__WHAT NEEDS TO BE DONE__: Give back only one number: how many lines in the data below contain the word "events".

__DATA__:

□ □ □

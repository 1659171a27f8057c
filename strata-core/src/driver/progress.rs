//! Coarse progress events

use std::sync::Arc;
use strata_log::{info, Logger};

use super::DRIVER_TARGET;

/// Observer of driver progress; it cannot influence the run
pub trait ProgressReporter {
    /// `done` units are finished; `label` describes what happens next
    fn report(&mut self, done: usize, label: &str);
}

/// Ignores every event
#[derive(Debug, Default, Clone, Copy)]
pub struct NoProgress;

impl ProgressReporter for NoProgress {
    fn report(&mut self, _done: usize, _label: &str) {}
}

/// Writes each event to a logger at info level
#[derive(Debug, Clone)]
pub struct LogProgress {
    logger: Arc<Logger>,
}

impl LogProgress {
    pub fn new(logger: Arc<Logger>) -> Self {
        Self { logger }
    }
}

impl ProgressReporter for LogProgress {
    fn report(&mut self, done: usize, label: &str) {
        info!(self.logger, target: DRIVER_TARGET, "[{}] {}", done, label);
    }
}

/// Remembers every event
#[derive(Debug, Default, Clone)]
pub struct RecordingProgress {
    pub events: Vec<(usize, String)>,
}

impl RecordingProgress {
    pub fn new() -> Self {
        Self::default()
    }

    pub fn labels(&self) -> Vec<&str> {
        self.events.iter().map(|(_, label)| label.as_str()).collect()
    }

    /// Last completed count reported
    pub fn last_done(&self) -> Option<usize> {
        self.events.last().map(|(done, _)| *done)
    }
}

impl ProgressReporter for RecordingProgress {
    fn report(&mut self, done: usize, label: &str) {
        self.events.push((done, label.to_string()));
    }
}
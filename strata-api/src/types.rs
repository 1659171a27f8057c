//! Batch run output

use strata_core::{CompilationResult, DeclarationTree, Diagnostic};

/// Everything a finished batch produced
#[derive(Debug)]
pub struct BatchOutput {
    /// Trees in final processing order, including units found on demand
    pub trees: Vec<DeclarationTree>,
    /// Results in the order the driver emitted them
    pub results: Vec<CompilationResult>,
    /// Units that went through the pipeline
    pub units: usize,
    pub errors: usize,
    pub warnings: usize,
}

impl BatchOutput {
    pub fn has_errors(&self) -> bool {
        self.errors > 0 || self.results.iter().any(CompilationResult::has_errors)
    }

    /// Every recorded diagnostic with the file it belongs to
    pub fn diagnostics(&self) -> impl Iterator<Item = (&str, &Diagnostic)> {
        self.results
            .iter()
            .flat_map(|r| r.diagnostics().iter().map(move |d| (r.file_name.as_str(), d)))
    }

    pub fn tree(&self, file_name: &str) -> Option<&DeclarationTree> {
        self.trees.iter().find(|t| t.file_name() == file_name)
    }
}
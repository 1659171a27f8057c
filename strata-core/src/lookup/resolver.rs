//! Name and type resolution inside method bodies

use super::environment::LookupEnvironment;
use super::error::EnvironmentError;
use crate::compiler::ast::{BinaryOp, Block, Body, Expr, ExprKind, Stmt, StmtKind, Ty, UnaryOp};
use crate::compiler::lexer::Coordinate;
use crate::compiler::result::{Category, CompilationResult};
use crate::compiler::tree::{DeclarationTree, TreeState, UnitScope};
use strata_config::Phase;
use strata_log::debug;

/// What a body can see while it is being resolved
struct BodyContext<'s> {
    this_type: String,
    scope: &'s UnitScope,
    return_type: Ty,
    frames: Vec<Vec<(String, Ty)>>,
}

impl<'s> BodyContext<'s> {
    fn new(this_type: String, scope: &'s UnitScope, return_type: Ty) -> Self {
        Self {
            this_type,
            scope,
            return_type,
            frames: vec![Vec::new()],
        }
    }

    fn enter(&mut self) {
        self.frames.push(Vec::new());
    }

    fn exit(&mut self) {
        self.frames.pop();
    }

    fn declare(&mut self, name: String, ty: Ty) {
        if let Some(frame) = self.frames.last_mut() {
            frame.push((name, ty));
        }
    }

    fn lookup(&self, name: &str) -> Option<&Ty> {
        self.frames
            .iter()
            .rev()
            .flat_map(|frame| frame.iter().rev())
            .find(|(n, _)| n == name)
            .map(|(_, ty)| ty)
    }

    fn this(&self) -> Ty {
        Ty::Class(self.this_type.clone())
    }
}

/// Resolves names, members and expression types in materialized bodies
///
/// Types met along the way are faulted in on demand, which may pull new units
/// into the environment through its provider.
pub struct Resolver<'e> {
    env: &'e mut LookupEnvironment,
}
pub async fn handle_scan(args: &ArgMatches) -> Result<()> {
    let urls = load_urls_from_source(
        args.get_one::<String>("url"),
        args.get_one::<PathBuf>("hosts-file"),
    )
    .map_err(anyhow::Error::msg)?;
    let format = args
        .get_one::<String>("format")
        .and_then(|f| ReportFormat::parse(f))
        .unwrap_or(ReportFormat::Text);
    let output = args.get_one::<PathBuf>("output");

    let db = if args.get_flag("no-save") {
        None
    } else {
        Some(open_database(&db_path_from_args(args))?)
    };
    let scanner = build_scanner(scan_config_from_args(args), use_browser(args)).await?;

    let mut reports = Vec::new();
    let mut failed = 0;
    for url in &urls {
        let pb = spinner(format!("Scanning {}", url));
        match scanner.scan(url).await {
            Ok(scan) => {
                pb.finish_and_clear();
                let saved = match &db {
                    Some(db) => match save_scan(db, &scan, Utc::now()) {
                        Ok(report) => Some(report),
                        Err(e) => {
                            eprintln!("{} Could not save {}: {}", "✗".red().bold(), url, e);
                            failed += 1;
                            None
                        }
                    },
                    None => None,
                };
                let rendered = match format {
                    ReportFormat::Json => generate_json_report(&scan, saved.as_ref())?,
                    ReportFormat::Text => generate_text_report(&scan, saved.as_ref()),
                };
                reports.push(rendered);
            }
            Err(e) => {
                pb.finish_and_clear();
                eprintln!("{} Scan of {} failed: {}", "✗".red().bold(), url, e);
                failed += 1;
            }
        }
    }

    if let Err(e) = scanner.shutdown().await {
        warn!("Renderer shutdown failed: {}", e);
    }

    let combined = reports.join("\n");
    match output {
        Some(path) => {
            save_report(&combined, path)
                .with_context(|| format!("Failed to write report to {}", path.display()))?;
            println!(
                "{} Report saved to {}",
                "✓".green().bold(),
                path.display().to_string().bright_white()
            );
        }
        None => print!("{}", combined),
    }

    if failed > 0 && reports.is_empty() {
        bail!("all {} scans failed", failed);
    }
    Ok(())
}

// Watches

pub fn handle_watch_add(args: &ArgMatches) -> Result<()> {
    let db = open_database(&db_path_from_args(args))?;
    let url = args.get_one::<String>("URL").ok_or_else(|| anyhow!("URL is required"))?;
    let request = WatchRequest {
        url: url.clone(),
        freq_min: args.get_one::<i64>("every").copied().unwrap_or(1440),
        enabled: !args.get_flag("disabled"),
    };
    let watch = subscribe(&db, &request, Utc::now())?;
    println!(
        "{} Watching {} every {} min, next run {}",
        "✓".green().bold(),
        watch.url_norm.bright_white(),
        watch.freq_min,
        short_time(watch.next_run_at)
    );
    Ok(())
}

pub fn handle_watch_remove(args: &ArgMatches) -> Result<()> {
    let db = open_database(&db_path_from_args(args))?;
    let url = args.get_one::<String>("URL").ok_or_else(|| anyhow!("URL is required"))?;
    if unsubscribe_url(&db, url)? {
        println!("{} Removed watch for {}", "✓".green().bold(), url);
    } else {
        println!("{} No watch for {}", "→".yellow(), url);
    }
    Ok(())
}

pub fn handle_watch_list(args: &ArgMatches) -> Result<()> {
    let db = open_database(&db_path_from_args(args))?;
    let filter = WatchFilter {
        site_id: args.get_one::<String>("site").cloned(),
        url_norm: None,
    };
    let watches = list_watches(&db, &filter)?;
    if args.get_flag("json") {
        return print_json(&watches);
    }
    if watches.is_empty() {
        println!("No watches.");
    } else {
        print!("{}", format_watches(&watches));
    }
    Ok(())
}

fn scheduler(db: Arc<Database>, scanner: &Scanner, config: SchedulerConfig) -> Result<WatchScheduler> {
    let notifier = Arc::new(DiscordNotifier::new()?);
    Ok(WatchScheduler::new(db, scanner, notifier, config))
}

pub async fn handle_watch_scan_now(args: &ArgMatches) -> Result<()> {
    let db = Arc::new(open_database(&db_path_from_args(args))?);
    let url = args.get_one::<String>("URL").ok_or_else(|| anyhow!("URL is required"))?;
    let target = normalize_url(url)?;

    let scanner = build_scanner(ScanConfig::default(), use_browser(args)).await?;
    let scheduler = scheduler(db, &scanner, SchedulerConfig::default())?;

    let pb = spinner(format!("Running watch for {}", target.url_norm));
    let status = scheduler.scan_now(&target.site_id, &target.url_norm).await;
    pb.finish_and_clear();
    if let Err(e) = scanner.shutdown().await {
        warn!("Renderer shutdown failed: {}", e);
    }

    match status? {
        RunStatus::Unchanged => println!("{} No change on {}", "✓".green().bold(), target.url_norm),
        RunStatus::Changed { notified } => println!(
            "{} Change detected on {}{}",
            "!".yellow().bold(),
            target.url_norm,
            if notified { " (notified)" } else { "" }
        ),
        RunStatus::Failed(reason) => bail!("watch run failed: {}", reason),
    }
    Ok(())
}

pub async fn handle_daemon(args: &ArgMatches) -> Result<()> {
    let db = Arc::new(open_database(&db_path_from_args(args))?);
    let config = SchedulerConfig {
        tick_secs: args.get_one::<u64>("tick").copied().unwrap_or(60),
        batch_size: args.get_one::<usize>("batch").copied().unwrap_or(50),
    };
    let scanner = build_scanner(ScanConfig::default(), use_browser(args)).await?;
    let scheduler = scheduler(db, &scanner, config)?;

    let (tx, rx) = tokio::sync::watch::channel(false);
    tokio::spawn(async move {
        match tokio::signal::ctrl_c().await {
            Ok(()) => {
                info!("Interrupt received, stopping");
                let _ = tx.send(true);
            }
            Err(e) => {
                // Without a signal handler the daemon runs until killed.
                warn!("Could not listen for ctrl-c: {}", e);
                tx.closed().await;
            }
        }
    });

    scheduler.run(rx).await;
    scanner.shutdown().await?;
    Ok(())
}
//! Page renderers.
//!
//! A `Renderer` turns a URL into HTML, resource and script URLs, inline
//! script sources and (for real browsers) a runtime sink log. The HTTP
//! renderer is always available; the Chromium renderer needs the `browser`
//! feature.

#[cfg(feature = "browser")]
pub mod chromium;
pub mod http;

use crate::error::Result;
use crate::hooks::Instrumentation;
use crate::result::ScriptSource;
use async_trait::async_trait;
use serde::{Deserialize, Serialize};
use std::time::Duration;

#[cfg(feature = "browser")]
pub use chromium::ChromiumRenderer;
pub use http::HttpRenderer;

/// Per-render knobs.
#[derive(Debug, Clone)]
pub struct RenderOptions {
    /// Settle time after the document is ready.
    pub wait: Duration,
    /// Bound on the whole render step.
    pub timeout: Duration,
}

/// Raw output of rendering one page.
#[derive(Debug, Clone, Default, Serialize, Deserialize)]
pub struct RenderedPage {
    pub final_url: String,
    pub html: String,
    /// Every URL the page loaded.
    pub resources: Vec<String>,
    /// Absolute `<script src>` URLs.
    pub script_urls: Vec<String>,
    /// Inline script bodies.
    pub scripts: Vec<ScriptSource>,
    /// What the instrumentation recorded, `Null` when nothing ran.
    pub runtime_log: serde_json::Value,
}

#[async_trait]
pub trait Renderer: Send + Sync {
    /// Navigate to `url` and collect the rendered page.
    ///
    /// When `instrumentation` is given, its script must be installed before
    /// any page script runs and its log collected at the end.
    async fn render(
        &self,
        url: &str,
        options: &RenderOptions,
        instrumentation: Option<&Instrumentation>,
    ) -> Result<RenderedPage>;

    /// Download one external script body.
    async fn fetch_script(&self, url: &str, timeout: Duration) -> Result<String>;

    /// Whether `render` executes page JavaScript.
    fn runs_scripts(&self) -> bool {
        false
    }

    /// Release long-lived resources. Later renders may fail.
    async fn shutdown(&self) -> Result<()> {
        Ok(())
    }
}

□ □ □

__ANSWER BOX__: 5